PROBLEM REQUIREMENTS » Print exactly what the entries say, line by line, from the first line down to the one with "the circular mean of the", inclusive.

Records from a data collection »
═══
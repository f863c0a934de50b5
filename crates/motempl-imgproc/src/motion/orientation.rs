use motempl_image::{ImageError, ImageView};

/// Number of bins of the base-orientation histogram.
const ORIENT_BINS: usize = 12;

/// Compute the dominant motion direction of a region.
///
/// A coarse histogram over the valid orientation pixels selects a base
/// direction; the result shifts the base by the circular mean of the
/// per-pixel deviations, weighted by motion recency: a pixel stamped at the
/// current timestamp weighs 1, one at the oldest retained age weighs 0.
///
/// The inputs are views so the computation can be restricted to a region
/// window of the full images. Returns an angle in degrees in `[0, 360)`;
/// a region without any valid pixel yields 0.
///
/// # Arguments
///
/// * `orientation` - Per-pixel motion direction in degrees.
/// * `mask` - Validity mask of the orientation field, non-zero where reliable.
/// * `mhi` - The motion history image.
/// * `timestamp` - The current time in seconds.
/// * `duration` - The maximal age of motion tracked by the history, in seconds.
pub fn global_orientation(
    orientation: &ImageView<'_, f32, 1>,
    mask: &ImageView<'_, u8, 1>,
    mhi: &ImageView<'_, f32, 1>,
    timestamp: f32,
    duration: f32,
) -> Result<f32, ImageError> {
    for other in [
        (mask.width(), mask.height()),
        (mhi.width(), mhi.height()),
    ] {
        if other != (orientation.width(), orientation.height()) {
            return Err(ImageError::InvalidImageSize(
                other.0,
                other.1,
                orientation.width(),
                orientation.height(),
            ));
        }
    }

    // base orientation from the histogram peak
    let mut hist = [0u32; ORIENT_BINS];
    let bin_width = 360.0 / ORIENT_BINS as f32;

    for (angle, m) in orientation.iter().zip(mask.iter()) {
        if *m != 0 {
            let bin = ((*angle / bin_width) as usize).min(ORIENT_BINS - 1);
            hist[bin] += 1;
        }
    }

    let mut base_bin = 0usize;
    for (bin, &count) in hist.iter().enumerate() {
        if count > hist[base_bin] {
            base_bin = bin;
        }
    }

    if hist[base_bin] == 0 {
        return Ok(0.0);
    }

    let base_orient = base_bin as f32 * bin_width;

    // recency-weighted circular mean of the deviations from the base
    let cutoff = timestamp - duration;
    let mut shift_sum = 0.0f32;
    let mut weight_sum = 0.0f32;

    for ((angle, m), t) in orientation.iter().zip(mask.iter()).zip(mhi.iter()) {
        if *m == 0 {
            continue;
        }
        let mut rel = *angle - base_orient;
        if rel < -180.0 {
            rel += 360.0;
        } else if rel > 180.0 {
            rel -= 360.0;
        }
        let weight = ((*t - cutoff) / duration).clamp(0.0, 1.0);
        shift_sum += weight * rel;
        weight_sum += weight;
    }

    let mut global = if weight_sum > f32::EPSILON {
        base_orient + shift_sum / weight_sum
    } else {
        base_orient
    };

    global = global.rem_euclid(360.0);

    Ok(global)
}
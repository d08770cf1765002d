//! GF(2^8) arithmetic for Reed-Solomon encoding.
//!
//! The field has 256 elements represented as polynomials over GF(2)
//! modulo the irreducible polynomial x^8 + x^4 + x^3 + x^2 + 1 (0x11D),
//! with alpha = 2 as the primitive element. This is the field fixed by
//! ISO/IEC 18004 Section 8.
//!
//! - **Addition**: XOR (polynomial addition mod 2, no carries)
//! - **Multiplication**: via log/antilog tables:
//!   `a * b = exp((log(a) + log(b)) mod 255)`
//!
//! Both tables are computed at compile time and shared process-wide.

/// Antilog table: `EXP[i]` is alpha^i. `EXP[255]` wraps back to 1 so
/// that reduced exponent sums index directly.
pub(crate) const EXP: [u8; 256] = generate_exp_table();

/// Log table: `LOG[v]` is the unique i with alpha^i = v, for v in
/// 1..=255. `LOG[0]` is meaningless and must never be consulted.
pub(crate) const LOG: [u8; 256] = generate_log_table();

const fn generate_exp_table() -> [u8; 256] {
    let mut table = [0u8; 256];
    let mut x = 1u16;

    let mut i = 0;
    while i < 255 {
        table[i] = x as u8;
        x <<= 1;
        if x >= 256 {
            x ^= 0x11D;
        }
        i += 1;
    }

    table[255] = table[0];
    table
}

const fn generate_log_table() -> [u8; 256] {
    let exp = generate_exp_table();
    let mut table = [0u8; 256];

    let mut i = 0;
    while i < 255 {
        table[exp[i] as usize] = i as u8;
        i += 1;
    }

    table
}

/// Field addition. Subtraction is identical.
#[inline]
pub(crate) fn add(a: u8, b: u8) -> u8 {
    a ^ b
}

/// Field multiplication.
pub(crate) fn mul(a: u8, b: u8) -> u8 {
    if a == 0 || b == 0 {
        0
    } else {
        let sum = (LOG[a as usize] as u16 + LOG[b as usize] as u16) % 255;
        EXP[sum as usize]
    }
}

/// alpha^n.
#[inline]
pub(crate) fn exp(n: u8) -> u8 {
    EXP[n as usize]
}
//! Rendering adaptors: the pixel sink boundary plus SVG, terminal
//! ASCII and (feature-gated) PNG output.

use crate::matrix::Module;
use crate::QrCode;

/// Receiver for the pixel-resolved symbol.
///
/// `render` calls `set_pixel` once per pixel in row-major order over a
/// square image of `module_size * side` pixels on each edge. Implement
/// this to realise modules as image pixels, terminal cells or anything
/// else; the sink owns all I/O.
pub trait PixelSink {
    fn set_pixel(&mut self, x: u32, y: u32, r: u8, g: u8, b: u8);
}

impl QrCode {
    /// Drive a pixel sink over the symbol, `module_size` pixels per
    /// module. Dark modules are black, everything else white.
    pub fn render<S: PixelSink>(&self, module_size: u32, sink: &mut S) {
        let pixels = self.side() as u32 * module_size;
        for py in 0..pixels {
            for px in 0..pixels {
                let x = (px / module_size) as usize;
                let y = (py / module_size) as usize;
                let v = if self.module(x, y) == Module::Dark { 0 } else { 255 };
                sink.set_pixel(px, py, v, v, v);
            }
        }
    }

    /// Render as an SVG document with the standard four-module quiet
    /// zone.
    pub fn to_svg(&self, module_size: u32) -> String {
        let side = self.side();
        let quiet = 4usize;
        let total = (side + 2 * quiet) * module_size as usize;

        let mut svg = format!(
            r#"<svg xmlns="http://www.w3.org/2000/svg" viewBox="0 0 {} {}" width="{}" height="{}">"#,
            total, total, total, total
        );
        svg.push_str(&format!(
            r#"<rect width="{}" height="{}" fill="white"/>"#,
            total, total
        ));

        for y in 0..side {
            for x in 0..side {
                if self.module(x, y) == Module::Dark {
                    svg.push_str(&format!(
                        r#"<rect x="{}" y="{}" width="{}" height="{}" fill="black"/>"#,
                        (x + quiet) * module_size as usize,
                        (y + quiet) * module_size as usize,
                        module_size,
                        module_size
                    ));
                }
            }
        }

        svg.push_str("</svg>");
        svg
    }

    /// Render as terminal ASCII art, two characters per module with a
    /// two-module quiet zone.
    pub fn to_ascii(&self) -> String {
        let side = self.side();
        let quiet = 2usize;
        let width = (side + 2 * quiet) * 2;
        let mut out = String::new();

        let blank_row = " ".repeat(width) + "\n";
        for _ in 0..quiet {
            out.push_str(&blank_row);
        }
        for y in 0..side {
            out.push_str(&" ".repeat(quiet * 2));
            for x in 0..side {
                out.push_str(if self.module(x, y) == Module::Dark {
                    "\u{2588}\u{2588}"
                } else {
                    "  "
                });
            }
            out.push_str(&" ".repeat(quiet * 2));
            out.push('\n');
        }
        for _ in 0..quiet {
            out.push_str(&blank_row);
        }

        out
    }

    /// Render as a grayscale PNG with the standard four-module quiet
    /// zone. Returns the encoded file contents.
    #[cfg(feature = "png")]
    pub fn to_png(&self, module_size: u32) -> Vec<u8> {
        let side = self.side();
        let quiet = 4usize;
        let total = (side + 2 * quiet) * module_size as usize;

        let mut pixels = vec![255u8; total * total];
        for y in 0..side {
            for x in 0..side {
                if self.module(x, y) != Module::Dark {
                    continue;
                }
                let px = (x + quiet) * module_size as usize;
                let py = (y + quiet) * module_size as usize;
                for dy in 0..module_size as usize {
                    for dx in 0..module_size as usize {
                        pixels[(py + dy) * total + px + dx] = 0;
                    }
                }
            }
        }

        let mut data = Vec::new();
        {
            let mut encoder = png::Encoder::new(&mut data, total as u32, total as u32);
            encoder.set_color(png::ColorType::Grayscale);
            encoder.set_depth(png::BitDepth::Eight);
            let mut writer = encoder.write_header().expect("PNG header write failed");
            writer
                .write_image_data(&pixels)
                .expect("PNG data write failed");
        }
        data
    }
}

#[cfg(test)]
mod tests {
    use super::*;
    use crate::EcLevel;

    struct Recorder {
        expected_next: u64,
        side: u32,
        dark_pixels: usize,
    }

    impl PixelSink for Recorder {
        fn set_pixel(&mut self, x: u32, y: u32, r: u8, g: u8, b: u8) {
            assert_eq!(
                (y as u64) * self.side as u64 + x as u64,
                self.expected_next,
                "pixels must arrive in row-major order"
            );
            self.expected_next += 1;
            assert_eq!(r, g);
            assert_eq!(g, b);
            if r == 0 {
                self.dark_pixels += 1;
            }
        }
    }

    #[test]
    fn render_visits_every_pixel_in_row_major_order() {
        let qr = QrCode::encode("PIXEL SINK", EcLevel::M).unwrap();
        let module_size = 3u32;
        let side = qr.side() as u32 * module_size;
        let mut sink = Recorder {
            expected_next: 0,
            side,
            dark_pixels: 0,
        };
        qr.render(module_size, &mut sink);
        assert_eq!(sink.expected_next, side as u64 * side as u64);

        // Every dark module contributes module_size^2 dark pixels.
        let dark_modules = (0..qr.side())
            .flat_map(|y| (0..qr.side()).map(move |x| (x, y)))
            .filter(|&(x, y)| qr.module(x, y) == Module::Dark)
            .count();
        assert_eq!(sink.dark_pixels, dark_modules * 9);
    }

    #[test]
    fn svg_output_is_well_formed() {
        let qr = QrCode::encode("TEST", EcLevel::L).unwrap();
        let svg = qr.to_svg(10);
        assert!(svg.starts_with("<svg"));
        assert!(svg.contains("viewBox"));
        assert!(svg.ends_with("</svg>"));
    }

    #[test]
    fn ascii_output_has_quiet_zone() {
        let qr = QrCode::encode("TEST", EcLevel::L).unwrap();
        let ascii = qr.to_ascii();
        let lines: Vec<&str> = ascii.lines().collect();
        assert_eq!(lines.len(), qr.side() + 4);
        assert!(lines[0].chars().all(|c| c == ' '));
        assert!(ascii.contains('\u{2588}'));
    }

    #[cfg(feature = "png")]
    #[test]
    fn png_output_has_signature() {
        let qr = QrCode::encode("TEST", EcLevel::L).unwrap();
        let data = qr.to_png(4);
        assert_eq!(&data[..8], &[0x89, b'P', b'N', b'G', b'\r', b'\n', 0x1A, b'\n']);
    }
}
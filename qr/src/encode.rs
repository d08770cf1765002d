//! Message construction: mode and version selection, segment encoding,
//! header/terminator/padding assembly, per-block Reed-Solomon error
//! correction and codeword interleaving (ISO 18004 Sections 7 and 8).
//!
//! The stages are plain functions over their inputs so each can be
//! tested against the reference vectors on its own.

use crate::bits::BitBuffer;
use crate::error::QrError;
use crate::poly;
use crate::tables;
use crate::EcLevel;

/// QR encoding modes. Kanji is not supported.
#[derive(Clone, Copy, Debug, PartialEq, Eq)]
pub enum Mode {
    /// Digits 0-9, packed three per 10 bits.
    Numeric = 0,
    /// The 45-character alphabet `0..9 A..Z SPACE $ % * + - . / :`,
    /// packed two per 11 bits.
    Alphanumeric = 1,
    /// Raw bytes, 8 bits each. Input text passes through as UTF-8.
    Byte = 2,
}

impl Mode {
    /// The 4-bit mode indicator that opens the bitstream.
    fn indicator(self) -> u32 {
        match self {
            Mode::Numeric => 0b0001,
            Mode::Alphanumeric => 0b0010,
            Mode::Byte => 0b0100,
        }
    }
}

fn is_alphanumeric_extra(c: char) -> bool {
    matches!(c, ' ' | '$' | '%' | '*' | '+' | '-' | '.' | '/' | ':')
}

/// Pick the densest mode that can represent every code point of the
/// input: numeric when all digits, alphanumeric when all digits,
/// uppercase letters or the nine special characters, byte otherwise.
/// Empty input encodes as an empty byte segment.
pub fn select_mode(input: &str) -> Mode {
    if input.is_empty() {
        return Mode::Byte;
    }

    let mut digits = 0usize;
    let mut alnum = 0usize;
    let mut other = 0usize;
    for c in input.chars() {
        if c.is_ascii_digit() {
            digits += 1;
        } else if c.is_ascii_uppercase() || is_alphanumeric_extra(c) {
            alnum += 1;
        } else {
            other += 1;
        }
    }

    if other > 0 {
        Mode::Byte
    } else if alnum == 0 {
        debug_assert_eq!(digits, input.chars().count());
        Mode::Numeric
    } else {
        Mode::Alphanumeric
    }
}

/// The character count carried by the count indicator: code points for
/// the text modes, UTF-8 bytes for byte mode.
pub(crate) fn char_count(input: &str, mode: Mode) -> usize {
    match mode {
        Mode::Byte => input.len(),
        _ => input.chars().count(),
    }
}

/// The smallest version whose capacity exceeds `count` characters at
/// this level and mode.
pub fn select_version(count: usize, level: EcLevel, mode: Mode) -> Result<usize, QrError> {
    for version in 1..=40usize {
        let capacity = tables::CHARACTER_CAPACITIES[version - 1][level as usize][mode as usize];
        if count < capacity as usize {
            return Ok(version);
        }
    }
    Err(QrError::PayloadTooLarge { length: count })
}

fn indicator_width(version: usize, mode: Mode) -> usize {
    let range = match version {
        1..=9 => 0,
        10..=26 => 1,
        _ => 2,
    };
    tables::INDICATOR_WIDTHS[range][mode as usize] as usize
}

/// Numeric segment: groups of three digits emit 10 bits, a trailing
/// two-digit group 7 bits, a single digit 4 bits.
pub(crate) fn encode_numeric(input: &str) -> Result<BitBuffer, QrError> {
    let mut bits = BitBuffer::new();
    for group in input.as_bytes().chunks(3) {
        let mut value = 0u32;
        for &d in group {
            if !d.is_ascii_digit() {
                return Err(QrError::InvalidCharacter { ch: d as char });
            }
            value = value * 10 + (d - b'0') as u32;
        }
        bits.append_bits(value, 1 + 3 * group.len());
    }
    Ok(bits)
}

/// Alphanumeric segment: pairs emit 11 bits of `45 * V(c1) + V(c2)`,
/// a trailing singleton 6 bits.
pub(crate) fn encode_alphanumeric(input: &str) -> Result<BitBuffer, QrError> {
    let value_of = |b: u8| {
        tables::alphanumeric_value(b as char).ok_or(QrError::InvalidCharacter { ch: b as char })
    };

    let mut bits = BitBuffer::new();
    for pair in input.as_bytes().chunks(2) {
        let first = value_of(pair[0])? as u32;
        if let Some(&second) = pair.get(1) {
            bits.append_bits(45 * first + value_of(second)? as u32, 11);
        } else {
            bits.append_bits(first, 6);
        }
    }
    Ok(bits)
}

/// Byte segment: the input's UTF-8 bytes, 8 bits each, MSB first.
pub(crate) fn encode_byte(input: &str) -> BitBuffer {
    let mut bits = BitBuffer::new();
    for &b in input.as_bytes() {
        bits.append_bits(b as u32, 8);
    }
    bits
}

/// Assemble the data codewords: mode indicator, character count
/// indicator, segment bits, up to four terminator bits, zero padding to
/// a byte boundary, then alternating 0xEC/0x11 pad codewords up to the
/// version's data capacity.
pub(crate) fn assemble(
    input: &str,
    mode: Mode,
    version: usize,
    level: EcLevel,
) -> Result<Vec<u8>, QrError> {
    let info = tables::block_info(version, level);
    let capacity_bits = info.total_data * 8;

    let mut bits = BitBuffer::new();
    bits.append_bits(mode.indicator(), 4);
    bits.append_bits(char_count(input, mode) as u32, indicator_width(version, mode));

    let segment = match mode {
        Mode::Numeric => encode_numeric(input)?,
        Mode::Alphanumeric => encode_alphanumeric(input)?,
        Mode::Byte => encode_byte(input),
    };
    bits.extend(&segment);

    let terminator = std::cmp::min(4, capacity_bits.saturating_sub(bits.len()));
    bits.append_bits(0, terminator);
    while bits.len() % 8 != 0 {
        bits.push(false);
    }

    let mut codewords = bits.to_bytes();
    let mut pad = true;
    while codewords.len() < info.total_data {
        codewords.push(if pad { 0xEC } else { 0x11 });
        pad = !pad;
    }
    debug_assert_eq!(codewords.len(), info.total_data);

    Ok(codewords)
}

/// Split the data codewords into blocks, compute each block's error
/// correction codewords and interleave both streams column-major:
/// byte i of every block in order, group 1 before group 2.
pub(crate) fn interleave(data: &[u8], version: usize, level: EcLevel) -> Vec<u8> {
    let info = tables::block_info(version, level);
    debug_assert_eq!(data.len(), info.total_data);

    let mut blocks: Vec<&[u8]> = Vec::with_capacity(info.block_count());
    let mut offset = 0;
    for _ in 0..info.group1_blocks {
        blocks.push(&data[offset..offset + info.group1_size]);
        offset += info.group1_size;
    }
    for _ in 0..info.group2_blocks {
        blocks.push(&data[offset..offset + info.group2_size]);
        offset += info.group2_size;
    }

    let generator = poly::generator(info.ec_per_block);
    let ec_blocks: Vec<Vec<u8>> = blocks
        .iter()
        .map(|block| poly::rs_remainder(block, &generator))
        .collect();

    let mut out = Vec::with_capacity(info.total_codewords());
    if blocks.len() == 1 {
        // A single block needs no interleaving.
        out.extend_from_slice(blocks[0]);
        out.extend_from_slice(&ec_blocks[0]);
        return out;
    }

    let longest = info.group1_size.max(info.group2_size);
    for i in 0..longest {
        for block in &blocks {
            if let Some(&byte) = block.get(i) {
                out.push(byte);
            }
        }
    }
    for i in 0..info.ec_per_block {
        for ec in &ec_blocks {
            out.push(ec[i]);
        }
    }
    out
}

/// The final codeword bitstream painted into the matrix: interleaved
/// data and error correction codewords followed by the version's
/// remainder bits.
pub(crate) fn build_codeword_stream(data: &[u8], version: usize, level: EcLevel) -> BitBuffer {
    let interleaved = interleave(data, version, level);

    let mut stream = BitBuffer::new();
    for &byte in &interleaved {
        stream.append_bits(byte as u32, 8);
    }
    stream.append_bits(0, tables::remainder_bits(version));

    debug_assert_eq!(
        stream.len(),
        8 * tables::block_info(version, level).total_codewords() + tables::remainder_bits(version)
    );
    stream
}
═══
WRITTEN RESPONSE »
repository f863c0a934de50b5
filename crates/motempl-imgproc/src/motion/orientation.rs
use motempl_image::{ImageError, ImageView};

/// Number of bins of the base-orientation histogram.
const ORIENT_BINS: usize = 12;

/// Compute the dominant motion direction of a region.
///
/// A coarse histogram over the valid orientation pixels selects a base
/// direction; the result shifts the base by the circular mean of the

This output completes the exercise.